Tuesday, February 11, 2014

Ciao

It has taken a long time, but I finally wrote a new song.  Hope it is likable.  The recording is better than my usual crap, but not perfect.

Running home,
 Pour down some gasoline,
 Start to sing,
 "We'll burn this mother down"

 In your mind, Momma's Lullabies.
 You start to cry
 Cause all your love has drown.

 They say that blood is thicker than water
 Who'll wash your hands off now?
 And in the eyes of your brother
 You see a thorny crown.

 Of "she's gone"

 Wade on in,
 Feel the water,
 They say it's fine.
 Woa woa woa

But no diving
 In the deep end
 You'll crack your head.
 And you'll be dead.

They say that blood is thicker than water.
 Who'll wash your hands off now?
 And in the eyes of your lover
 You see a thorny crown

 Of "she's gone"

(chrorus)
 It's been a long time com'n
 But it's time to say goodbye.
 You should know I love you still
But I just can't keep on try'n.

 So long to days of love
And love of auld lang syne.
 you should know I love you still
 I just can't keep on cry'n.

 Cut me deep
 Cut me long
 Make me sing this song.
 I'm bleedin' out.

 For the love
 Of all that's good in the world
 And that's not much…
 Just please stop.

 They say that blood is thicker than water.
 How'm I gonna wash my hands off now?
 And in the eyes of another
 Will I see another thorny crown

 Of "she's gone"?

*chorus*
*bad high pitched chorus I can't sing well*

Tuesday, June 25, 2013

Nostro Fratello

This post will be a bit more upbeat than my last.  This post is about our Brother.

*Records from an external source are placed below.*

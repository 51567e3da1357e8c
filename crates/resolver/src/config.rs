//! Declarative resolver configuration.
//!
//! Providers are runtime objects and cannot be described in a file, so a
//! configuration covers everything else and is bound to providers when it is
//! turned into a builder.
//!
//! ```toml
//! label = "plugin"
//! locations = ["file:///opt/plugins/a.bundle"]
//!
//! [origin]
//! default = "deny"
//! filters = [{ kind = "scheme", decision = "allow", schemes = ["file"] }]
//!
//! [primary]
//! isolation = "full"
//! artifacts.preferred = ["core.*"]
//! artifacts.allowed = ["core.Public"]
//!
//! [[fallbacks]]
//! isolation = "transitional"
//! ```

use std::sync::Arc;

use serde::Deserialize;
use stratum_origin::OriginPolicyConfig;

use crate::error::{ResolveError, Result};
use crate::isolation::IsolationLevel;
use crate::provider::Provider;
use crate::relationship::{Relationship, RelationshipBuilder};
use crate::resolver::ResolverBuilder;

/// Glob patterns for one namespace.
#[derive(Clone, Debug, Default, Deserialize, PartialEq, Eq)]
#[serde(default, deny_unknown_fields)]
pub struct PatternConfig {
	/// Names taken from the provider whenever it has them.
	pub preferred: Vec<String>,
	/// Names the provider is never consulted for.
	pub denied: Vec<String>,
	/// Names rescued from the provider when isolation hides them.
	pub allowed: Vec<String>,
}

/// Serializable form of a [`Relationship`], minus its provider.
#[derive(Clone, Debug, Default, Deserialize, PartialEq, Eq)]
#[serde(default, deny_unknown_fields)]
pub struct RelationshipConfig {
	/// Isolation level, `"none"` when omitted.
	pub isolation: IsolationLevel,
	/// Patterns for artifact lookups.
	pub artifacts: PatternConfig,
	/// Patterns for resource lookups.
	pub resources: PatternConfig,
}

impl RelationshipConfig {
	/// Binds the configuration to `provider`.
	///
	/// The returned builder can take further patterns, such as predicates,
	/// before it is built.
	pub fn into_builder(self, provider: Arc<dyn Provider>) -> RelationshipBuilder {
		let mut builder = Relationship::builder(provider).isolation(self.isolation);
		for pattern in self.artifacts.preferred {
			builder = builder.prefer_artifact(pattern);
		}
		for pattern in self.artifacts.denied {
			builder = builder.deny_artifact(pattern);
		}
		for pattern in self.artifacts.allowed {
			builder = builder.allow_artifact(pattern);
		}
		for pattern in self.resources.preferred {
			builder = builder.prefer_resource(pattern);
		}
		for pattern in self.resources.denied {
			builder = builder.deny_resource(pattern);
		}
		for pattern in self.resources.allowed {
			builder = builder.allow_resource(pattern);
		}
		builder
	}

	/// Binds the configuration to `provider` and builds the relationship.
	pub fn build(self, provider: Arc<dyn Provider>) -> Result<Relationship> {
		self.into_builder(provider).build()
	}
}

fn enabled() -> bool {
	true
}

/// Serializable form of a resolver, minus its providers.
#[derive(Clone, Debug, Deserialize, PartialEq, Eq)]
#[serde(deny_unknown_fields)]
pub struct ResolverConfig {
	/// Diagnostic label.
	#[serde(default)]
	pub label: Option<String>,
	/// Origin policy every location is checked against.
	pub origin: OriginPolicyConfig,
	/// Source locations of the local space, as URLs.
	#[serde(default)]
	pub locations: Vec<String>,
	/// The primary relationship.
	pub primary: RelationshipConfig,
	/// Fallback relationships, in lookup order.
	#[serde(default)]
	pub fallbacks: Vec<RelationshipConfig>,
	/// Whether resource lookups are supported.
	#[serde(default = "enabled")]
	pub resources: bool,
}

impl ResolverConfig {
	/// Binds the configuration to its providers.
	///
	/// `fallbacks` must yield exactly one provider per configured fallback,
	/// in order. The local source and diagnostics are left at their defaults
	/// for the caller to set.
	///
	/// # Errors
	///
	/// [`ResolveError::InvalidConfiguration`] if the provider count does not
	/// match, a glob does not compile, or the origin policy is invalid.
	pub fn into_builder(
		self,
		primary: Arc<dyn Provider>,
		fallbacks: impl IntoIterator<Item = Arc<dyn Provider>>,
	) -> Result<ResolverBuilder> {
		let fallbacks: Vec<_> = fallbacks.into_iter().collect();
		if fallbacks.len() != self.fallbacks.len() {
			return Err(ResolveError::invalid(format!(
				"{} fallback relationships configured but {} providers given",
				self.fallbacks.len(),
				fallbacks.len()
			)));
		}

		let mut builder = ResolverBuilder::new()
			.with_origin_policy(self.origin.build()?)
			.with_primary(self.primary.build(primary)?)
			.with_resource_support(self.resources);
		if let Some(label) = &self.label {
			builder = builder.label(label);
		}
		for location in &self.locations {
			builder = builder.with_location_str(location);
		}
		for (config, provider) in self.fallbacks.into_iter().zip(fallbacks) {
			builder = builder.add_fallback(config.build(provider)?);
		}
		Ok(builder)
	}
}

I have began studies to learn the gifts which Jesus possessed and now possesses.  The driving force behind this research is to identify the traits which He has so that I can tap into those traits which exist within myself or if they do not exist, to create them within myself.

I first made a list of attributes which I believe He possesses based on my own personal knowledge of Him.  Each trait I listed had a story or an experience behind it to give it credit, so as to prevent me from listing rote adjectives which I have heard or read about.  No, these all had to be attributes which *I* feel He has based on *my* relationship with Him.  This helps me judge my relationship with Him.  It helps me to see how well I know my Brother.  I won't present that list here.  It is incomplete and not really the point of this post.  You just needed to know the back story a little.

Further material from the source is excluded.